Data supplied: Begin
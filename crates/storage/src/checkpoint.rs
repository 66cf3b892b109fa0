// SPDX-License-Identifier: BUSL-1.1
// Copyright (c) 2026 Alfred Jean LLC

//! Durable key to checkpoint-value map with atomic rewrite.
//!
//! The store backs `{output_path}/hindsight.cp`: one assignment per line,
//! rewritten in a single pass to a `.tmp` file, fsynced, renamed over the
//! canonical file, and made durable with a directory fsync. Keys:
//!
//! - `{queue}->{plugin}`: a reader position, rendered `'id:offset'`
//! - `{plugin}`: a plugin-private opaque checkpoint (number or string)
//! - `input` / `analysis`: the queue writer's current position
//!
//! Loading executes each line as `key = value`; unrecognized lines are
//! ignored so newer files stay readable by older builds.

use crate::queue::{self, QueueKind, QueuePosition};
use parking_lot::Mutex;
use std::collections::BTreeMap;
use std::fs::File;
use std::io::Write;
use std::path::{Path, PathBuf};
use thiserror::Error;
use tracing::warn;

/// Checkpoint file name within the output path.
pub const CHECKPOINT_FILE: &str = "hindsight.cp";

/// Longest accepted string checkpoint.
pub const MAX_TEXT_LEN: usize = 8 * 1024;

/// Store failure. Persistence failures are fatal to the process.
#[derive(Debug, Error)]
pub enum CheckpointError {
    #[error("{path}: {source}")]
    Io {
        path: PathBuf,
        source: std::io::Error,
    },
    #[error("string checkpoint of {0} bytes exceeds {MAX_TEXT_LEN}")]
    TextTooLarge(usize),
}

/// One checkpoint value.
#[derive(Debug, Clone, PartialEq)]
pub enum Checkpoint {
    Number(f64),
    Text(String),
    Position(QueuePosition),
}

impl Checkpoint {
    /// Parse a `"{id}:{offset}"` rendering back into a position.
    pub fn as_position(&self) -> Option<QueuePosition> {
        match self {
            Checkpoint::Position(pos) => Some(*pos),
            Checkpoint::Text(s) => {
                let (id, offset) = s.split_once(':')?;
                Some(QueuePosition::new(id.parse().ok()?, offset.parse().ok()?))
            }
            Checkpoint::Number(_) => None,
        }
    }
}

/// The durable checkpoint store.
pub struct CheckpointStore {
    path: PathBuf,
    tmp_path: PathBuf,
    map: Mutex<BTreeMap<String, Checkpoint>>,
}

impl CheckpointStore {
    /// Open the store, loading the canonical file when present.
    pub fn open(output_path: &Path) -> Result<Self, CheckpointError> {
        let path = output_path.join(CHECKPOINT_FILE);
        let tmp_path = output_path.join(format!("{CHECKPOINT_FILE}.tmp"));
        let mut map = BTreeMap::new();
        match std::fs::read_to_string(&path) {
            Ok(text) => {
                for line in text.lines() {
                    match parse_line(line) {
                        Some((key, value)) => {
                            map.insert(key, value);
                        }
                        None if line.trim().is_empty() => {}
                        None => warn!(line, "ignoring unrecognized checkpoint line"),
                    }
                }
            }
            Err(e) if e.kind() == std::io::ErrorKind::NotFound => {}
            Err(source) => return Err(CheckpointError::Io { path, source }),
        }
        Ok(Self {
            path,
            tmp_path,
            map: Mutex::new(map),
        })
    }

    pub fn get(&self, key: &str) -> Option<Checkpoint> {
        self.map.lock().get(key).cloned()
    }

    /// Set a value; string checkpoints are bounded.
    pub fn set(&self, key: &str, value: Checkpoint) -> Result<(), CheckpointError> {
        if let Checkpoint::Text(s) = &value {
            if s.len() > MAX_TEXT_LEN {
                return Err(CheckpointError::TextTooLarge(s.len()));
            }
        }
        self.map.lock().insert(key.to_owned(), value);
        Ok(())
    }

    pub fn remove(&self, key: &str) {
        self.map.lock().remove(key);
    }

    fn reader_key(kind: QueueKind, plugin: &str) -> String {
        format!("{}->{}", kind.dir(), plugin)
    }

    /// Record a reader position.
    pub fn update_reader(&self, kind: QueueKind, plugin: &str, pos: QueuePosition) {
        self.map
            .lock()
            .insert(Self::reader_key(kind, plugin), Checkpoint::Position(pos));
    }

    pub fn remove_reader(&self, kind: QueueKind, plugin: &str) {
        self.map.lock().remove(&Self::reader_key(kind, plugin));
    }

    /// Resolve a reader position; a missing or unparseable entry falls back
    /// to the smallest file id present in the queue directory.
    pub fn lookup_reader(
        &self,
        output_path: &Path,
        kind: QueueKind,
        plugin: &str,
    ) -> QueuePosition {
        if let Some(pos) = self
            .get(&Self::reader_key(kind, plugin))
            .and_then(|cp| cp.as_position())
        {
            return pos;
        }
        let dir = output_path.join(kind.dir());
        QueuePosition::new(queue::find_first_id(&dir).unwrap_or(0), 0)
    }

    /// Record a queue writer position under the bare queue-name key.
    pub fn update_writer(&self, kind: QueueKind, pos: QueuePosition) {
        self.map
            .lock()
            .insert(kind.dir().to_owned(), Checkpoint::Position(pos));
    }

    pub fn lookup_writer(&self, kind: QueueKind) -> Option<QueuePosition> {
        self.get(kind.dir()).and_then(|cp| cp.as_position())
    }

    /// Rewrite the canonical file atomically: one pass under the lock into
    /// `.tmp`, fsync, rename, directory fsync.
    pub fn write(&self) -> Result<(), CheckpointError> {
        let mut text = String::new();
        {
            let map = self.map.lock();
            for (key, value) in map.iter() {
                render_line(&mut text, key, value);
            }
        }

        let mut tmp = File::create(&self.tmp_path).map_err(|e| self.io(&self.tmp_path, e))?;
        tmp.write_all(text.as_bytes())
            .map_err(|e| self.io(&self.tmp_path, e))?;
        tmp.sync_all().map_err(|e| self.io(&self.tmp_path, e))?;
        drop(tmp);
        std::fs::rename(&self.tmp_path, &self.path)
            .map_err(|e| self.io(&self.path, e))?;
        if let Some(parent) = self.path.parent() {
            let dir = File::open(parent).map_err(|e| self.io(parent, e))?;
            dir.sync_all().map_err(|e| self.io(parent, e))?;
        }
        Ok(())
    }

    fn io(&self, path: &Path, source: std::io::Error) -> CheckpointError {
        CheckpointError::Io {
            path: path.to_owned(),
            source,
        }
    }
}

fn render_line(out: &mut String, key: &str, value: &Checkpoint) {
    out.push_str("_G['");
    out.push_str(key);
    out.push_str("'] = ");
    match value {
        Checkpoint::Number(n) => {
            out.push_str(&n.to_string());
        }
        Checkpoint::Text(s) => {
            out.push('\'');
            escape_into(out, s);
            out.push('\'');
        }
        Checkpoint::Position(pos) => {
            out.push('\'');
            out.push_str(&pos.to_string());
            out.push('\'');
        }
    }
    out.push('\n');
}

fn escape_into(out: &mut String, s: &str) {
    for c in s.chars() {
        match c {
            '\\' => out.push_str("\\\\"),
            '\'' => out.push_str("\\'"),
            '\n' => out.push_str("\\n"),
            '\r' => out.push_str("\\r"),
            other => out.push(other),
        }
    }
}

fn unescape(s: &str) -> String {
    let mut out = String::with_capacity(s.len());
    let mut chars = s.chars();
    while let Some(c) = chars.next() {
        if c != '\\' {
            out.push(c);
            continue;
        }
        match chars.next() {
            Some('n') => out.push('\n'),
            Some('r') => out.push('\r'),
            Some(other) => out.push(other),
            None => out.push('\\'),
        }
    }
    out
}

/// Parse one `key = value` line, accepting both the bare and the
/// `_G['key']` key forms and single- or double-quoted strings.
fn parse_line(line: &str) -> Option<(String, Checkpoint)> {
    let line = line.trim();
    let (raw_key, raw_value) = line.split_once('=')?;
    let raw_key = raw_key.trim();
    let raw_value = raw_value.trim();

    let key = if let Some(stripped) = raw_key.strip_prefix("_G[") {
        let inner = stripped.strip_suffix(']')?;
        strip_quotes(inner)?
    } else {
        raw_key.to_string()
    };
    if key.is_empty() {
        return None;
    }

    let value = if let Some(text) = strip_quotes(raw_value) {
        Checkpoint::Text(unescape(&text))
    } else {
        Checkpoint::Number(raw_value.parse().ok()?)
    };
    Some((key, value))
}

fn strip_quotes(s: &str) -> Option<String> {
    for quote in ['\'', '"'] {
        if let Some(inner) = s
            .strip_prefix(quote)
            .and_then(|rest| rest.strip_suffix(quote))
        {
            return Some(inner.to_string());
        }
    }
    None
}

#[cfg(test)]
#[path = "checkpoint_tests.rs"]
mod tests;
Data supplied: End
_Goal of the exercise_.
Taking the records above, retype every line from the one with "accepted string checkpoint." down to the one with "let (id, offset)", exactly and with nothing else.

_Answer below_.
/// Longest accepted string checkpoint.
pub const MAX_TEXT_LEN: usize = 8 * 1024;

/// Store failure. Persistence failures are fatal to the process.
#[derive(Debug, Error)]
pub enum CheckpointError {
    #[error("{path}: {source}")]
    Io {
        path: PathBuf,
        source: std::io::Error,
    },
    #[error("string checkpoint of {0} bytes exceeds {MAX_TEXT_LEN}")]
    TextTooLarge(usize),
}

/// One checkpoint value.
#[derive(Debug, Clone, PartialEq)]
pub enum Checkpoint {
    Number(f64),
    Text(String),
    Position(QueuePosition),
}

impl Checkpoint {
    /// Parse a `"{id}:{offset}"` rendering back into a position.
    pub fn as_position(&self) -> Option<QueuePosition> {
        match self {
            Checkpoint::Position(pos) => Some(*pos),
            Checkpoint::Text(s) => {
                let (id, offset) = s.split_once(':')?;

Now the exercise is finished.